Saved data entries

*****

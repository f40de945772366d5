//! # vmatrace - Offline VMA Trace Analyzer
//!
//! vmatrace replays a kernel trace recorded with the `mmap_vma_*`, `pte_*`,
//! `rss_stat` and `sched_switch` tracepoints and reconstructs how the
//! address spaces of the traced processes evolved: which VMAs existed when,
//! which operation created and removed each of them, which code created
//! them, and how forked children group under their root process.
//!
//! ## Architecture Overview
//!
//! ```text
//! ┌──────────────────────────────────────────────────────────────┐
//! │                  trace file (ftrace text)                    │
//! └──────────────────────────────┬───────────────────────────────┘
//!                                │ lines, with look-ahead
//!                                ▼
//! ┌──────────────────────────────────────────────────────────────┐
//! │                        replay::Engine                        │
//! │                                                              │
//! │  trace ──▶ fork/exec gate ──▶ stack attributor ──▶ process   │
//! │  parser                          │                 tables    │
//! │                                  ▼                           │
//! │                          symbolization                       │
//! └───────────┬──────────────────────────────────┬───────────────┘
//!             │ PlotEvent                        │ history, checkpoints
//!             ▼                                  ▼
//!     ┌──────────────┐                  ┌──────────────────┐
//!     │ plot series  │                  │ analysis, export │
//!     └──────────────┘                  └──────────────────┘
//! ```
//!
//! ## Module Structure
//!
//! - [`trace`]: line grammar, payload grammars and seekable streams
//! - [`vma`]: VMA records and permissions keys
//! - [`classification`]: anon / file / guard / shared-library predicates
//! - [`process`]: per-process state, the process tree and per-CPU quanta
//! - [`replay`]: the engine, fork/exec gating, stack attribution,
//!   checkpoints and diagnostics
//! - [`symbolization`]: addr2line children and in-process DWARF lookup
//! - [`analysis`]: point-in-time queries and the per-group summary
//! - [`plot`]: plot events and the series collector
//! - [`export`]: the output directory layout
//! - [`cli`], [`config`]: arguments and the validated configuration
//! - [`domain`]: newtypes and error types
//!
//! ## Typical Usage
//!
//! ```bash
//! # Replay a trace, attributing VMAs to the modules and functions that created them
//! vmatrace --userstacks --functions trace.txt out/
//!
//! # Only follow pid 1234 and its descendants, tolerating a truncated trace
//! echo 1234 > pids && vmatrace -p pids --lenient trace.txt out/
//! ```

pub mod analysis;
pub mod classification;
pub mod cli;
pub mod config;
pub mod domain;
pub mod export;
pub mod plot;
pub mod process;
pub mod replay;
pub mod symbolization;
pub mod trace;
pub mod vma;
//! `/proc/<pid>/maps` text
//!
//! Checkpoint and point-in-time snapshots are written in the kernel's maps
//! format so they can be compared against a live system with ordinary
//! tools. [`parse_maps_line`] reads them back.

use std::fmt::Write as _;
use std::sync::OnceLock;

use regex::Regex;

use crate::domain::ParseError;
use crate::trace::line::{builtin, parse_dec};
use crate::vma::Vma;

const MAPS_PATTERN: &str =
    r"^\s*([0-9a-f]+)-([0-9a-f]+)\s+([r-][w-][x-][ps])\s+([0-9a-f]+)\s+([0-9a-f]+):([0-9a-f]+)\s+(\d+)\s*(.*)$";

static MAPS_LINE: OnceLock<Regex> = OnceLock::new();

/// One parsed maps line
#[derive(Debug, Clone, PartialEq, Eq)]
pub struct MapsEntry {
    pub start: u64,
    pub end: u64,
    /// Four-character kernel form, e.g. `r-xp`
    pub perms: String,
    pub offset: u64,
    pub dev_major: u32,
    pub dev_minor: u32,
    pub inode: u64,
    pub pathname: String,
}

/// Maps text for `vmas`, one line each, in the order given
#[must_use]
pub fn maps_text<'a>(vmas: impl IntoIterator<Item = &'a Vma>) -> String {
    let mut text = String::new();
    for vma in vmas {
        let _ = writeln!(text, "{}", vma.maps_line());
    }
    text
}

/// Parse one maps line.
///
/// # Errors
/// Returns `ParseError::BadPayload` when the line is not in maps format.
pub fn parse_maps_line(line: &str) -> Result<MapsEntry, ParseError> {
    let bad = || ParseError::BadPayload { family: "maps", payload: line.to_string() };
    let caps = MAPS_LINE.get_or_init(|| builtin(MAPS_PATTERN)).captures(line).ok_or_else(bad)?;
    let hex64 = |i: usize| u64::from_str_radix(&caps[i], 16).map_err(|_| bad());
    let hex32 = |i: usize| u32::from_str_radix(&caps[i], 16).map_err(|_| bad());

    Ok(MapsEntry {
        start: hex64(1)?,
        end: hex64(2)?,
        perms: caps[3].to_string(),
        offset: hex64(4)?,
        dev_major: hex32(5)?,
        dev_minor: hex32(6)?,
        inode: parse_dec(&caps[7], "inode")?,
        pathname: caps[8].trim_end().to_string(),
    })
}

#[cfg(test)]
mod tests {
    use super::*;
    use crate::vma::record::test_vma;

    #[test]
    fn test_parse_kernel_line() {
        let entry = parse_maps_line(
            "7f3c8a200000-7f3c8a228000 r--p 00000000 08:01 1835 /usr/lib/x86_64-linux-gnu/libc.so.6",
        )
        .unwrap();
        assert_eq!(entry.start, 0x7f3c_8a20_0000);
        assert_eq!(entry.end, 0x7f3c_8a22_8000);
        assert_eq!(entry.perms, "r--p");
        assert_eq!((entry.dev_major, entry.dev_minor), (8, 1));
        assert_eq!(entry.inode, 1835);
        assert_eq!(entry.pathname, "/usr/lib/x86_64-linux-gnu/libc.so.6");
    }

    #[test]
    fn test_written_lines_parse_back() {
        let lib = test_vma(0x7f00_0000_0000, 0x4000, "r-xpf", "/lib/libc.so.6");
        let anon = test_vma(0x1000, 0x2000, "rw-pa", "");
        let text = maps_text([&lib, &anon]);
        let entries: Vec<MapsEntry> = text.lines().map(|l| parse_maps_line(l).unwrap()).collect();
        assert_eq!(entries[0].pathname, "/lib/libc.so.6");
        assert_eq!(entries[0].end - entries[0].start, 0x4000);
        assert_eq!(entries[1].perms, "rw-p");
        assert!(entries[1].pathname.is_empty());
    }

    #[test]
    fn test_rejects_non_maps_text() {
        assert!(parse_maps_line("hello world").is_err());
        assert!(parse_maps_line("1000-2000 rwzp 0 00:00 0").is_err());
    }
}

*****

--- Instructions to follow ---
Every record must be retyped so that it matches the original exactly.

--- Task result ---
repository f40de945772366d5
//! # vmatrace - Offline VMA Trace Analyzer
//!
//! vmatrace replays a kernel trace recorded with the `mmap_vma_*`, `pte_*`,
//! `rss_stat` and `sched_switch` tracepoints and reconstructs how the
//! address spaces of the traced processes evolved: which VMAs existed when,
//! which operation created and removed each of them, which code created
//! them, and how forked children group under their root process.
//!
//! ## Architecture Overview
//!
//! ```text
//! ┌──────────────────────────────────────────────────────────────┐
//! │                  trace file (ftrace text)                    │
//! └──────────────────────────────┬───────────────────────────────┘
//!                                │ lines, with look-ahead
//!                                ▼
//! ┌──────────────────────────────────────────────────────────────┐
//! │                        replay::Engine                        │
//! │                                                              │
//! │  trace ──▶ fork/exec gate ──▶ stack attributor ──▶ process   │
//! │  parser                          │                 tables    │
//! │                                  ▼                           │
//! │                          symbolization                       │
//! └───────────┬──────────────────────────────────┬───────────────┘
//!             │ PlotEvent                        │ history, checkpoints
//!             ▼                                  ▼
//!     ┌──────────────┐                  ┌──────────────────┐
//!     │ plot series  │                  │ analysis, export │
//!     └──────────────┘                  └──────────────────┘
//! ```
//!
//! ## Module Structure
//!
//! - [`trace`]: line grammar, payload grammars and seekable streams
//! - [`vma`]: VMA records and permissions keys
//! - [`classification`]: anon / file / guard / shared-library predicates
//! - [`process`]: per-process state, the process tree and per-CPU quanta
//! - [`replay`]: the engine, fork/exec gating, stack attribution,
//!   checkpoints and diagnostics
//! - [`symbolization`]: addr2line children and in-process DWARF lookup
//! - [`analysis`]: point-in-time queries and the per-group summary
//! - [`plot`]: plot events and the series collector
//! - [`export`]: the output directory layout
//! - [`cli`], [`config`]: arguments and the validated configuration
//! - [`domain`]: newtypes and error types
//!
//! ## Typical Usage
//!
//! ```bash
//! # Replay a trace, attributing VMAs to the modules and functions that created them
//! vmatrace --userstacks --functions trace.txt out/
//!
//! # Only follow pid 1234 and its descendants, tolerating a truncated trace
//! echo 1234 > pids && vmatrace -p pids --lenient trace.txt out/
//! ```

pub mod analysis;
pub mod classification;
pub mod cli;
pub mod config;
pub mod domain;
pub mod export;
pub mod plot;
pub mod process;
pub mod replay;
pub mod symbolization;
pub mod trace;
pub mod vma;
//! `/proc/<pid>/maps` text
//!
//! Checkpoint and point-in-time snapshots are written in the kernel's maps
//! format so they can be compared against a live system with ordinary
//! tools. [`parse_maps_line`] reads them back.

use std::fmt::Write as _;
use std::sync::OnceLock;

use regex::Regex;

use crate::domain::ParseError;
use crate::trace::line::{builtin, parse_dec};
use crate::vma::Vma;

const MAPS_PATTERN: &str =
    r"^\s*([0-9a-f]+)-([0-9a-f]+)\s+([r-][w-][x-][ps])\s+([0-9a-f]+)\s+([0-9a-f]+):([0-9a-f]+)\s+(\d+)\s*(.*)$";

static MAPS_LINE: OnceLock<Regex> = OnceLock::new();

/// One parsed maps line
#[derive(Debug, Clone, PartialEq, Eq)]
pub struct MapsEntry {
    pub start: u64,
    pub end: u64,
    /// Four-character kernel form, e.g. `r-xp`
    pub perms: String,
    pub offset: u64,
    pub dev_major: u32,
    pub dev_minor: u32,
    pub inode: u64,
    pub pathname: String,
}

/// Maps text for `vmas`, one line each, in the order given
#[must_use]
pub fn maps_text<'a>(vmas: impl IntoIterator<Item = &'a Vma>) -> String {
    let mut text = String::new();
    for vma in vmas {
        let _ = writeln!(text, "{}", vma.maps_line());
    }
    text
}

/// Parse one maps line.
///
/// # Errors
/// Returns `ParseError::BadPayload` when the line is not in maps format.
pub fn parse_maps_line(line: &str) -> Result<MapsEntry, ParseError> {
    let bad = || ParseError::BadPayload { family: "maps", payload: line.to_string() };
    let caps = MAPS_LINE.get_or_init(|| builtin(MAPS_PATTERN)).captures(line).ok_or_else(bad)?;
    let hex64 = |i: usize| u64::from_str_radix(&caps[i], 16).map_err(|_| bad());
    let hex32 = |i: usize| u32::from_str_radix(&caps[i], 16).map_err(|_| bad());

    Ok(MapsEntry {
        start: hex64(1)?,
        end: hex64(2)?,
        perms: caps[3].to_string(),
        offset: hex64(4)?,
        dev_major: hex32(5)?,
        dev_minor: hex32(6)?,
        inode: parse_dec(&caps[7], "inode")?,
        pathname: caps[8].trim_end().to_string(),
    })
}

#[cfg(test)]
mod tests {
    use super::*;
    use crate::vma::record::test_vma;

    #[test]
    fn test_parse_kernel_line() {
        let entry = parse_maps_line(
            "7f3c8a200000-7f3c8a228000 r--p 00000000 08:01 1835 /usr/lib/x86_64-linux-gnu/libc.so.6",
        )
        .unwrap();
        assert_eq!(entry.start, 0x7f3c_8a20_0000);
        assert_eq!(entry.end, 0x7f3c_8a22_8000);
        assert_eq!(entry.perms, "r--p");
        assert_eq!((entry.dev_major, entry.dev_minor), (8, 1));
        assert_eq!(entry.inode, 1835);
        assert_eq!(entry.pathname, "/usr/lib/x86_64-linux-gnu/libc.so.6");
    }

    #[test]
    fn test_written_lines_parse_back() {
        let lib = test_vma(0x7f00_0000_0000, 0x4000, "r-xpf", "/lib/libc.so.6");
        let anon = test_vma(0x1000, 0x2000, "rw-pa", "");
        let text = maps_text([&lib, &anon]);
        let entries: Vec<MapsEntry> = text.lines().map(|l| parse_maps_line(l).unwrap()).collect();
        assert_eq!(entries[0].pathname, "/lib/libc.so.6");
        assert_eq!(entries[0].end - entries[0].start, 0x4000);
        assert_eq!(entries[1].perms, "rw-p");
        assert!(entries[1].pathname.is_empty());
    }

    #[test]
    fn test_rejects_non_maps_text() {
        assert!(parse_maps_line("hello world").is_err());
        assert!(parse_maps_line("1000-2000 rwzp 0 00:00 0").is_err());
    }
}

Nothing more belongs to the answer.